A New Study Claims Coffee Could Prevent Premature Death


Go ahead and have that second, third and fourth espresso this afternoon. A new study suggests drinking more coffee could prevent premature death.

Published in the journal Circulation, the study looked at data from 167,000 women and 40,000 men at different points in their lives, concluding that "higher consumption of total coffee, caffeinated coffee and decaffeinated coffee was associated with lower risk of total mortality."

According to Walter Willett, a researcher from the Harvard School of Public Health and one of the study's authors, people who drink three to five cups of coffee per day had a 15% lower risk of premature mortality, or a potentially preventable death that occurs before the person's expected age.

You don't have to be a caffeine fan to benefit: The study found decaf coffee worked just fine, and that the results are probably from the phytochemicals and other nutrients found in coffee beans.

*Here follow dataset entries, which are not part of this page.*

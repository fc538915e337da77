//! Subscriber setup from `logging` config and `--verbose`.

use tracing_subscriber::EnvFilter;
use tracing_subscriber::filter::Directive;

use hot_topic_core::config::LoggingConfig;

/// Filter precedence: `RUST_LOG`, then `logging.level`, then `--verbose`.
/// `logging.filters` directives are appended in every case.
pub fn build_filter(logging: &LoggingConfig, verbose: bool) -> EnvFilter {
    let base = std::env::var("RUST_LOG")
        .ok()
        .filter(|v| !v.is_empty())
        .or_else(|| logging.level.clone())
        .unwrap_or_else(|| if verbose { "debug" } else { "info" }.to_string());

    let mut filter = EnvFilter::try_new(&base).unwrap_or_else(|_| EnvFilter::new("info"));
    for directive in &logging.filters {
        match directive.parse::<Directive>() {
            Ok(d) => filter = filter.add_directive(d),
            Err(e) => eprintln!("ignoring log filter '{directive}': {e}"),
        }
    }
    filter
}

pub fn init(logging: &LoggingConfig, verbose: bool) {
    let filter = build_filter(logging, verbose);
    let to_stdout = logging.output == "stdout";

    let builder = tracing_subscriber::fmt().with_env_filter(filter);
    match (logging.format.as_str(), to_stdout) {
        ("json", true) => builder.json().with_writer(std::io::stdout).init(),
        ("json", false) => builder.json().with_writer(std::io::stderr).init(),
        (_, true) => builder.with_writer(std::io::stdout).init(),
        (_, false) => builder.with_writer(std::io::stderr).init(),
    }
}

#[cfg(test)]
mod tests {
    use super::*;

    #[test]
    fn test_level_and_filters() {
        if std::env::var("RUST_LOG").is_ok() {
            return;
        }
        let logging = LoggingConfig {
            level: Some("warn".into()),
            filters: vec!["hot_topic_gateway=trace".into(), "not a directive ===".into()],
            ..LoggingConfig::default()
        };
        let rendered = build_filter(&logging, true).to_string();
        assert!(rendered.contains("warn"));
        assert!(rendered.contains("hot_topic_gateway=trace"));
    }

    #[test]
    fn test_verbose_fallback() {
        if std::env::var("RUST_LOG").is_ok() {
            return;
        }
        let rendered = build_filter(&LoggingConfig::default(), true).to_string();
        assert_eq!(rendered, "debug");
    }
}
//! HTTP gateway for the hot-topic workflow.
//!
//! Serves `/health`, the streaming `/workflow` endpoint and, optionally, the
//! embedded browser UI. Every workflow request resolves its runner from the
//! [`WorkflowRegistry`](hot_topic_workflow::WorkflowRegistry) held in
//! [`GatewayState`] and relays the run's events as NDJSON.

pub mod relay;
pub mod routes;
pub mod server;
pub mod state;

pub use server::{build_router, serve, start_gateway};
pub use state::GatewayState;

"We went beyond total mortality and looked at specific causes of death," Willett told NPR. "And we found that people who drink moderate amounts of coffee have lower risk of [death] from cardiovascular disease, diabetes, neurologic disease [such as Parkinson's] and suicide."

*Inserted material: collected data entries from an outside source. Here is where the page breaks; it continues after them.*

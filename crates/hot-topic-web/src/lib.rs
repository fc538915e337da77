//! Browser UI: embedded static page served by the gateway.
//!
//! Uses `rust-embed` to bake the `ui/` directory into the binary.
//! In debug mode (`debug-embed` feature), files are read from disk
//! so the page can be edited and reloaded without a rebuild.

use axum::{
    Router,
    extract::Path,
    http::{StatusCode, header},
    response::{Html, IntoResponse, Response},
    routing::get,
};
use rust_embed::Embed;
use tracing::debug;

#[derive(Embed)]
#[folder = "ui/"]
struct UiAssets;

/// Router serving the UI at `/` and its assets by path.
///
/// Merge this **after** the API routes so those take priority over the
/// catch-all.
pub fn ui_router() -> Router {
    Router::new()
        .route("/", get(index_handler))
        .route("/{*path}", get(static_handler))
}

async fn index_handler() -> Response {
    serve_file("index.html")
}

async fn static_handler(Path(path): Path<String>) -> Response {
    match try_serve_file(&path) {
        Some(resp) => resp,
        None => {
            debug!(%path, "Unknown UI asset, serving index");
            serve_file("index.html")
        }
    }
}

fn try_serve_file(path: &str) -> Option<Response> {
    let asset = UiAssets::get(path)?;
    let mime = mime_guess::from_path(path).first_or_octet_stream();
    Some(
        (
            StatusCode::OK,
            [(header::CONTENT_TYPE, mime.as_ref())],
            asset.data.into_owned(),
        )
            .into_response(),
    )
}

fn serve_file(path: &str) -> Response {
    try_serve_file(path)
        .unwrap_or_else(|| (StatusCode::NOT_FOUND, Html("<h1>404</h1>")).into_response())
}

This isn't the first time drinking coffee has been associated with longevity. In 2012, a study in the New England Journal of Medicine found that coffee consumption also had an inverse association with total and cause-specific mortality. And it isn't just your longevity that gets a boost from a good cup of coffee. Besides lowering risk of stroke, it can help keep your thoughts together.

"We all feel better when we have a strong cup of coffee," Dr. William Barr, associate professor in the Departments of Neurology and Psychiatry at NYU Langone Medical Center, told Mic. "There are some good studies that show caffeine improves memory consolidation, and it makes you more alert."

This isn't to say you should pound 20-ounce medium blend coffees like Gatorade — especially since some of the big coffee chains' caffeine content varies to a potentially dangerous degree, way beyond the 400 milligrams recommended as the cap on caffeine intake. 

One paper from the Journal of Analytical Toxicology found caffeinated coffees could range in potency from 58 to 259 milligrams per cup. The caffeine content in the exact same coffee blend could even double in potency from one bag to the next.

But if you're keeping your caffeine count low, Willett's team won't try to make you kick the habit.

"I think if people like coffee, it's fine to include it [in your diet]," he told NPR. "[People] should not feel guilty about moderate coffee consumption. It definitely can be part of a healthy lifestyle. ... I wouldn't suggest that someone who doesn't like coffee go out and drink it."